We are seeking a Claims Officer for an Insurance Company in Beirut, Lebanon. The Claims Officer is responsible for managing the entire claims process, acting as the primary contact for clients, hospitals, and insurers. This role ensures timely resolution of claims, provides clients with accurate updates, and maintains strong relationships with all parties involved. Additionally, the Claims Officer follows up on payments, addresses financial discrepancies, and ensures proper documentation for all claims and related processes.
Key Responsibilities
Serve as the primary point of contact for clients, hospitals, TPAs, and insurance companies throughout the claims process.
Actively advocate for clients' best interests, ensuring prompt and equitable resolution of claims.
Build strong relationships with clients, providers, and insurers to facilitate efficient communication and problem-solving.
Provide timely and accurate updates to clients on the status of their claims.
Identify and address potential issues or delays in the claims process.
Keep track of pending claims and follow-up on their resolution.
Prepare periodic reports on claims and production along with feedback.
Work on data entry, ensuring accuracy and correcting any discrepancies.
Provide clients with prompt and accurate responses to inquiries regarding plans, coverage details, copayments, deductibles, premiums, and claims procedures and or reimbursement.
Develop and implement effective strategies to resolve complex claims in close coordination with the direct manager.
Maintain a high level of customer satisfaction through exceptional service and communication.
Stay up-to-date on industry products, solutions, regulations, policies, and procedures.
Efficiently handle incoming calls and inquiries from clients regarding insurance coverage and claims and general inquiries through the EB hotline, even on weekends and days off.
Proactively follow up with insurance companies and clients to ensure timely payment of insurance claims and receipt of reimbursements.
Manage financial aspects of client accounts, including processing claims payments, reconciling claims statements, and coordinating reimbursements.

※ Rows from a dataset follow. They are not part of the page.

//! Audio sources and best-effort URL resolution.
//!
//! The backend serves synthesized audio either as inline base64 bytes or as
//! a URL, frequently a relative path like `/api/audio/tts/<file>.mp3`. In
//! real deployments the UI and the media-serving backend often listen on
//! different hosts/ports, so a relative path is resolved through an ordered
//! candidate chain and the first base that serves the bytes wins. This is a
//! deployment-compatibility shim, not a correctness guarantee.

use crate::config::PlaybackConfig;
use crate::error::{Result, VoiceError};
use base64::Engine as _;
use base64::engine::general_purpose::STANDARD as BASE64;
use bytes::Bytes;
use serde::{Deserialize, Serialize};
use tracing::{debug, warn};
use url::Url;

/// Declared format of an audio clip.
#[derive(Debug, Clone, Copy, PartialEq, Eq, Serialize, Deserialize)]
#[serde(rename_all = "lowercase")]
pub enum AudioFormat {
    Mp3,
    Wav,
    Ogg,
}

impl AudioFormat {
    /// File extension used as a decode hint.
    #[must_use]
    pub fn extension(self) -> &'static str {
        match self {
            Self::Mp3 => "mp3",
            Self::Wav => "wav",
            Self::Ogg => "ogg",
        }
    }
}

/// One logical audio clip to play.
#[derive(Debug, Clone, PartialEq, Eq)]
pub enum AudioSource {
    /// Remote clip, absolute URL or backend-relative path.
    Url {
        url: String,
        format: Option<AudioFormat>,
    },
    /// Inline base64-encoded clip.
    Inline {
        data_b64: String,
        format: AudioFormat,
    },
}

impl AudioSource {
    /// The declared format, if any.
    #[must_use]
    pub fn format(&self) -> Option<AudioFormat> {
        match self {
            Self::Url { format, .. } => *format,
            Self::Inline { format, .. } => Some(*format),
        }
    }
}

/// Build the ordered list of absolute URLs to try for `path`.
///
/// Absolute URLs resolve to themselves. Relative paths are expanded against,
/// in order: the configured backend origin, a guess that swaps the UI
/// origin's port for the known backend port, the UI origin itself (a
/// same-origin proxy), and a direct localhost backend fallback. Duplicates
/// are removed preserving order.
#[must_use]
pub fn resolve_candidates(path: &str, config: &PlaybackConfig) -> Vec<String> {
    if let Ok(url) = Url::parse(path) {
        if !url.cannot_be_a_base() {
            return vec![path.to_owned()];
        }
    }

    let path = if path.starts_with('/') {
        path.to_owned()
    } else {
        format!("/{path}")
    };

    let mut candidates = Vec::new();
    if let Some(origin) = &config.backend_origin {
        candidates.push(format!("{}{}", origin.trim_end_matches('/'), path));
    }
    if let Some(ui_origin) = &config.ui_origin {
        if let Ok(mut url) = Url::parse(ui_origin) {
            if url.set_port(Some(config.backend_port)).is_ok() {
                let base = url.as_str().trim_end_matches('/').to_owned();
                candidates.push(format!("{base}{path}"));
            }
        }
        candidates.push(format!("{}{}", ui_origin.trim_end_matches('/'), path));
    }
    candidates.push(format!("http://127.0.0.1:{}{}", config.backend_port, path));

    let mut seen = Vec::new();
    candidates.retain(|c| {
        if seen.contains(c) {
            false
        } else {
            seen.push(c.clone());
            true
        }
    });
    candidates
}

/// Load the raw bytes of a source, trying URL candidates in order.
///
/// # Errors
///
/// Returns an error if the base64 payload is invalid or every candidate
/// fails to serve the clip.
pub async fn load_bytes(
    http: &reqwest::Client,
    source: &AudioSource,
    config: &PlaybackConfig,
) -> Result<Bytes> {
    match source {
        AudioSource::Inline { data_b64, .. } => {
            let bytes = BASE64
                .decode(data_b64.as_bytes())
                .map_err(|e| VoiceError::Source(format!("invalid base64 audio: {e}")))?;
            Ok(Bytes::from(bytes))
        }
        AudioSource::Url { url, .. } => {
            let candidates = resolve_candidates(url, config);
            let mut last_error = String::from("no candidates");
            for candidate in &candidates {
                match fetch(http, candidate).await {
                    Ok(bytes) => {
                        debug!("audio source resolved via {candidate}");
                        return Ok(bytes);
                    }
                    Err(e) => {
                        debug!("audio candidate {candidate} failed: {e}");
                        last_error = e;
                    }
                }
            }
            warn!("all {} audio candidates failed for {url}", candidates.len());
            Err(VoiceError::Source(format!(
                "cannot fetch audio {url}: {last_error}"
            )))
        }
    }
}

async fn fetch(http: &reqwest::Client, url: &str) -> std::result::Result<Bytes, String> {
    let response = http
        .get(url)
        .send()
        .await
        .map_err(|e| format!("request: {e}"))?;
    if !response.status().is_success() {
        return Err(format!("status {}", response.status()));
    }
    response.bytes().await.map_err(|e| format!("body: {e}"))
}

#[cfg(test)]
mod tests {
    #![allow(clippy::unwrap_used, clippy::expect_used, clippy::panic)]

    use super::*;

    fn config() -> PlaybackConfig {
        PlaybackConfig {
            backend_origin: Some("http://192.168.1.20:8000".to_owned()),
            ui_origin: Some("http://localhost:5173".to_owned()),
            backend_port: 8000,
            ..PlaybackConfig::default()
        }
    }

    #[test]
    fn absolute_url_is_single_candidate() {
        let candidates = resolve_candidates("https://cdn.example.com/a.mp3", &config());
        assert_eq!(candidates, vec!["https://cdn.example.com/a.mp3".to_owned()]);
    }

    #[test]
    fn relative_path_expands_in_declared_order() {
        let candidates = resolve_candidates("/api/audio/tts/x.mp3", &config());
        assert_eq!(
            candidates,
            vec![
                "http://192.168.1.20:8000/api/audio/tts/x.mp3".to_owned(),
                "http://localhost:8000/api/audio/tts/x.mp3".to_owned(),
                "http://localhost:5173/api/audio/tts/x.mp3".to_owned(),
                "http://127.0.0.1:8000/api/audio/tts/x.mp3".to_owned(),
            ]
        );
    }

    #[test]
    fn missing_origins_still_yield_fallback() {
        let config = PlaybackConfig::default();
        let candidates = resolve_candidates("/api/audio/tts/x.mp3", &config);
        assert_eq!(
            candidates,
            vec!["http://127.0.0.1:8000/api/audio/tts/x.mp3".to_owned()]
        );
    }

    #[test]
    fn duplicate_candidates_are_removed() {
        let config = PlaybackConfig {
            backend_origin: Some("http://127.0.0.1:8000".to_owned()),
            ui_origin: None,
            backend_port: 8000,
            ..PlaybackConfig::default()
        };
        let candidates = resolve_candidates("/a.mp3", &config);
        assert_eq!(candidates, vec!["http://127.0.0.1:8000/a.mp3".to_owned()]);
    }

    #[test]
    fn bare_relative_path_gains_leading_slash() {
        let config = PlaybackConfig::default();
        let candidates = resolve_candidates("a.mp3", &config);
        assert_eq!(candidates, vec!["http://127.0.0.1:8000/a.mp3".to_owned()]);
    }

    #[tokio::test]
    async fn inline_base64_decodes() {
        let source = AudioSource::Inline {
            data_b64: BASE64.encode(b"hello"),
            format: AudioFormat::Mp3,
        };
        let bytes = load_bytes(&reqwest::Client::new(), &source, &PlaybackConfig::default())
            .await
            .unwrap();
        assert_eq!(&bytes[..], b"hello");
    }

    #[tokio::test]
    async fn invalid_base64_is_an_error() {
        let source = AudioSource::Inline {
            data_b64: "!!not-base64!!".to_owned(),
            format: AudioFormat::Mp3,
        };
        let result = load_bytes(&reqwest::Client::new(), &source, &PlaybackConfig::default()).await;
        assert!(result.is_err());
    }
}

Provide clients with clear and concise explanations regarding insurance coverage, billing, and payment options.
Identify and address any financial concerns or discrepancies promptly to the direct manager.
Meticulously track and follow up on documents and paperwork to ensure timely completion and submission.
Assist the EB Department in all reports and presentations such as but not limited to loss ratio preparation and analysis when needed.
Coordinate and monitor the production process, including renewals, quotations, additions, and deletions.
Requirements
Bachelor's Degree in Business Administration, Insurance, or related field.
Minimum of 3-5 years of experience in claims management or a related field in the insurance industry.
Experience working with hospitals, TPAs, or insurance companies is a plus.
Fluency in Arabic and English; French is a plus.
Strong customer service orientation.
Ability to manage sensitive client information confidentially.
Flexibility to work weekends or outside regular business hours when needed.